The data management pilot addresses three levels
The objective of this pilot is to make available the datasets collected in EMPHASIS installations to a large community of plant scientists, following the FAIR principles (findable, accessible, interoperable, reusable). The rationale is that a user can reanalyze published datasets and/or perform meta-analyses compiling datasets. Three levels are considered for that.
Level 1: Data Identification and organization ('Reusable')
Sensors, plants or plots and vectors are identified with persistent and non-ambiguous identifiers (e.g. URIs), in particular the spatial positions of sensors, plants and plots are traced. Environmental variables are organized so all steps between sensor outputs to time courses and/or spatial distribution of variables are traced so a user can understand them. Phenotypic variables are traced via entities (e.g. 'meristem' or 'air', quality (e.g. 'temperature'), methods (e.g. 'thermocouple' or 'thermal infrared') and units (e.g. °C) and comply with MIAPPE specifications whenever relevant. Software tools help to map them onto public ontologies. Events during experiments are traced using public or local ontologies. Datasets are organized in files with the necessary metadata. These processes are compatible with those in the infrastructure ELIXIR and in a common working group MIAPPE.
The pilot organizes seminars and hands-on courses, and proposes software tools, for examples for generating URIs or for naming variables.
Level 2: Local information system for environmental and phenotypic datasets ('Findable', 'Accessible', 'Reusable' at the level of a single local infrastructure)
The local infrastructure installs an information system that allows connecting information for rapid query of any combination of information (e.g. trait values for plants of a given genotype in a given range of environments, across experiments), and rapid detection of problems associated with an experiment. This is based on stabilized ontologies and the use of semantic web.
The projects EPPN2020 and EMPHASIS have developed such information systems (PHIS, PIPPA) that are in open source. Three training session and follow up were organized. Information systems are currently installed or in the process of installation in several local infrastructures (Montpellier, Juelich, Ghent, Louvain la Neuve, Wageningen, Toulouse, Clermont-Ferrand, Angers). The long-term goal is to diffuse this information system to new countries of EMPHASIS.

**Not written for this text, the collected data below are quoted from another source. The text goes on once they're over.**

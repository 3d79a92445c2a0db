use std::sync::Arc;

use anyhow::{Context, Result};
use glam::Vec2;
use winit::application::ApplicationHandler;
use winit::dpi::PhysicalPosition;
use winit::event::{ElementState, MouseButton, MouseScrollDelta, WindowEvent};
use winit::event_loop::{ActiveEventLoop, ControlFlow};
use winit::keyboard::{KeyCode, PhysicalKey};
use winit::window::{Window, WindowId};

use geoline_engine::coords::{LatLng, Position, Viewport};
use geoline_engine::device::{Gpu, SurfaceErrorAction};
use geoline_engine::feature::{Feature, FeatureCtx, JoinConfig, LineFeature, LineFeatureConfig};
use geoline_engine::projection::{CoordinateTransform, Crs, Projector};
use geoline_engine::render::{Camera, LineRenderer};
use geoline_engine::scene::{Bin, Scene};
use geoline_engine::style::{Accessor, StrokeColor};

use crate::config::StudioConfig;
use crate::dataset::{self, Route, Sample};

const CLEAR: wgpu::Color = wgpu::Color { r: 0.02, g: 0.03, b: 0.05, a: 1.0 };
const WIDTH_SCALES: [f32; 3] = [1.0, 2.0, 0.5];
const JOIN_THRESHOLDS: [f32; 2] = [0.1, 0.9];

/// Pan/zoom state in map units.
#[derive(Debug, Copy, Clone)]
struct MapView {
    center: Vec2,
    units_per_pixel: f32,
}

impl MapView {
    fn camera(&self, viewport: Viewport) -> Camera {
        Camera::map_view(self.center, self.units_per_pixel, viewport)
    }

    fn pan_pixels(&mut self, dx: f32, dy: f32) {
        // Screen +Y is down, map +Y is up.
        self.center.x -= dx * self.units_per_pixel;
        self.center.y += dy * self.units_per_pixel;
    }

    fn zoom(&mut self, steps: f32) {
        self.units_per_pixel = (self.units_per_pixel * 0.85_f32.powf(steps)).clamp(0.01, 10_000.0);
    }
}

pub struct Studio {
    config: StudioConfig,

    gpu: Option<Gpu>,
    scene: Scene,
    renderer: LineRenderer,
    projector: Projector,

    routes: LineFeature<Route, Sample>,
    graticule: LineFeature<Vec<LatLng>, LatLng>,

    home: MapView,
    view: MapView,
    cursor: Option<PhysicalPosition<f64>>,
    dragging: bool,

    width_scale: usize,
    join_threshold: usize,
}

impl Studio {
    pub fn new(config: StudioConfig) -> Result<Self> {
        let projector = Projector::new();
        let home = MapView {
            center: project_center(&projector, &config.map_crs, config.center)?,
            units_per_pixel: config.units_per_pixel,
        };

        let routes = dataset::routes(config.center);
        for r in &routes {
            log::info!("route {:<10} {} samples", r.name, r.samples.len());
        }

        let mut route_feature = LineFeature::new(
            LineFeatureConfig {
                source_crs: Crs::WGS84,
                bin: Bin(1),
                dynamic_draw: true,
                ..LineFeatureConfig::default()
            },
            |r: &Route, _| r.samples.clone(),
            Accessor::new(|s: &Sample, _, _, _| Position::from(s.at)),
        );
        route_feature.set_stroke_width(route_width(WIDTH_SCALES[0]));
        route_feature.set_stroke_color(Accessor::new(|s: &Sample, _, _, _| speed_color(s.speed)));
        route_feature.set_stroke_opacity(Accessor::new(|s: &Sample, _, _, _| {
            if s.hidden { -1.0 } else { 0.9 }
        }));
        route_feature.set_data(routes);

        let mut graticule = LineFeature::from_point_lists(LineFeatureConfig {
            source_crs: Crs::WGS84,
            bin: Bin(0),
            ..LineFeatureConfig::default()
        });
        graticule.set_stroke_color(Accessor::constant(StrokeColor::new(0.35, 0.4, 0.45)));
        graticule.set_stroke_opacity(Accessor::constant(0.5));
        graticule.set_data(dataset::graticule(config.center, 0.05, 0.01));

        Ok(Self {
            config,
            gpu: None,
            scene: Scene::new(),
            renderer: LineRenderer::new(),
            projector,
            routes: route_feature,
            graticule,
            home,
            view: home,
            cursor: None,
            dragging: false,
            width_scale: 0,
            join_threshold: 0,
        })
    }

    fn request_redraw(&self) {
        if let Some(gpu) = self.gpu.as_ref() {
            gpu.window().request_redraw();
        }
    }

    fn create_window(&mut self, event_loop: &ActiveEventLoop) -> Result<()> {
        let attrs = Window::default_attributes()
            .with_title(self.config.title.clone())
            .with_inner_size(self.config.initial_size);

        let window = event_loop
            .create_window(attrs)
            .context("failed to create window")?;

        let gpu = Gpu::new_blocking(Arc::new(window), self.config.gpu.clone())
            .context("GPU initialization failed")?;
        log::info!("surface format {:?}", gpu.surface_format());

        self.gpu = Some(gpu);
        Ok(())
    }

    /// Runs feature updates, then renders the scene. Returns `false` on a
    /// fatal surface error.
    fn redraw(&mut self) -> bool {
        let Some(gpu) = self.gpu.as_mut() else { return true };
        let viewport = gpu.viewport();

        {
            let mut ctx = FeatureCtx::new(&mut self.scene, viewport, &self.config.map_crs, &self.projector);
            let features: [&mut dyn Feature; 2] = [&mut self.graticule, &mut self.routes];
            for feature in features {
                if let Err(e) = feature.update(&mut ctx) {
                    log::error!("feature update failed: {e}");
                }
            }
        }

        let camera = self.view.camera(viewport);
        let (renderer, scene) = (&mut self.renderer, &mut self.scene);
        match gpu.render_frame(CLEAR, camera, |ctx, target| renderer.render(ctx, target, scene)) {
            Ok(()) => true,
            Err(SurfaceErrorAction::Fatal) => false,
            Err(SurfaceErrorAction::Reconfigured | SurfaceErrorAction::SkipFrame) => true,
        }
    }

    fn on_key(&mut self, code: KeyCode) -> bool {
        match code {
            KeyCode::Escape => return false,

            // Style change: rebuilds geometry.
            KeyCode::KeyW => {
                self.width_scale = (self.width_scale + 1) % WIDTH_SCALES.len();
                let scale = WIDTH_SCALES[self.width_scale];
                self.routes.set_stroke_width(route_width(scale));
                log::info!("route width x{scale}");
            }

            // Data change: rebuilds geometry (in place on the GPU when it fits).
            KeyCode::KeyA => {
                self.routes.edit_data(|routes| {
                    if let Some(coast) = routes.first_mut() {
                        coast.extend();
                    }
                });
            }

            // Uniform-only changes: no rebuild.
            KeyCode::KeyT => {
                self.join_threshold = (self.join_threshold + 1) % JOIN_THRESHOLDS.len();
                let cos_threshold = JOIN_THRESHOLDS[self.join_threshold];
                self.routes.set_join(JoinConfig { cos_threshold });
                log::info!("join cos threshold {cos_threshold}");
            }
            KeyCode::KeyV => {
                let visible = !self.graticule.base().visible();
                self.graticule.set_visible(visible);
            }
            KeyCode::KeyB => {
                let bin = if self.routes.base().bin() == Bin(1) { Bin(-1) } else { Bin(1) };
                self.routes.set_bin(bin);
                log::info!("routes moved to bin {}", bin.0);
            }

            KeyCode::KeyR => self.view = self.home,
            KeyCode::Equal => self.view.zoom(1.0),
            KeyCode::Minus => self.view.zoom(-1.0),
            KeyCode::ArrowLeft => self.view.pan_pixels(40.0, 0.0),
            KeyCode::ArrowRight => self.view.pan_pixels(-40.0, 0.0),
            KeyCode::ArrowUp => self.view.pan_pixels(0.0, 40.0),
            KeyCode::ArrowDown => self.view.pan_pixels(0.0, -40.0),
            _ => {}
        }
        true
    }
}

impl ApplicationHandler for Studio {
    fn resumed(&mut self, event_loop: &ActiveEventLoop) {
        if self.gpu.is_some() {
            return;
        }
        if let Err(e) = self.create_window(event_loop) {
            log::error!("failed to create window: {e:#}");
            event_loop.exit();
            return;
        }
        self.request_redraw();
    }

    fn about_to_wait(&mut self, event_loop: &ActiveEventLoop) {
        event_loop.set_control_flow(ControlFlow::Wait);
    }

    fn window_event(&mut self, event_loop: &ActiveEventLoop, _window_id: WindowId, event: WindowEvent) {
        match event {
            WindowEvent::CloseRequested => {
                self.routes.exit(&mut self.scene);
                self.graticule.exit(&mut self.scene);
                event_loop.exit();
            }

            WindowEvent::Resized(size) => {
                if let Some(gpu) = self.gpu.as_mut() {
                    gpu.resize(size);
                }
                self.request_redraw();
            }

            WindowEvent::ScaleFactorChanged { .. } => {
                if let Some(gpu) = self.gpu.as_mut() {
                    let size = gpu.window().inner_size();
                    gpu.resize(size);
                }
                self.request_redraw();
            }

            WindowEvent::KeyboardInput { event, .. } => {
                if event.state != ElementState::Pressed {
                    return;
                }
                if let PhysicalKey::Code(code) = event.physical_key {
                    if !self.on_key(code) {
                        event_loop.exit();
                        return;
                    }
                    self.request_redraw();
                }
            }

            WindowEvent::MouseInput { state, button: MouseButton::Left, .. } => {
                self.dragging = state == ElementState::Pressed;
            }

            WindowEvent::CursorMoved { position, .. } => {
                if let (true, Some(last)) = (self.dragging, self.cursor) {
                    self.view
                        .pan_pixels((position.x - last.x) as f32, (position.y - last.y) as f32);
                    self.request_redraw();
                }
                self.cursor = Some(position);
            }

            WindowEvent::MouseWheel { delta, .. } => {
                let steps = match delta {
                    MouseScrollDelta::LineDelta(_, y) => y,
                    MouseScrollDelta::PixelDelta(p) => (p.y / 40.0) as f32,
                };
                self.view.zoom(steps);
                self.request_redraw();
            }

            WindowEvent::RedrawRequested => {
                if !self.redraw() {
                    log::error!("fatal surface error; exiting");
                    event_loop.exit();
                }
            }

            _ => {}
        }
    }
}

fn project_center(projector: &Projector, map_crs: &Crs, center: LatLng) -> Result<Vec2> {
    let xy = projector
        .transform(&Crs::WGS84, map_crs, &[center.lng, center.lat], 2)
        .with_context(|| format!("cannot project the view center into {map_crs}"))?;
    Ok(Vec2::new(xy[0] as f32, xy[1] as f32))
}

fn route_width(scale: f32) -> Accessor<Sample, f32> {
    Accessor::new(move |s: &Sample, _, _, _| (2.0 + s.speed / 15.0) * scale)
}

/// Slow is blue, fast is orange.
fn speed_color(speed: f32) -> StrokeColor {
    let t = (speed / 80.0).clamp(0.0, 1.0);
    StrokeColor::new(0.2 + 0.8 * t, 0.45, 1.0 - 0.8 * t)
}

Level 3: A multi-local information system facilitating meta-analyses ('Findable', 'Accessible', ‘Reusable’,Interoperable' at the level of the EU)
This third step connects local infrastructures that have reached level 2. It allows any user to perform the same queries as in level 2, but at a multi-local level. A software, 'Emphasis layer" is currently under development for that by using existing tools, it is tested in three locations.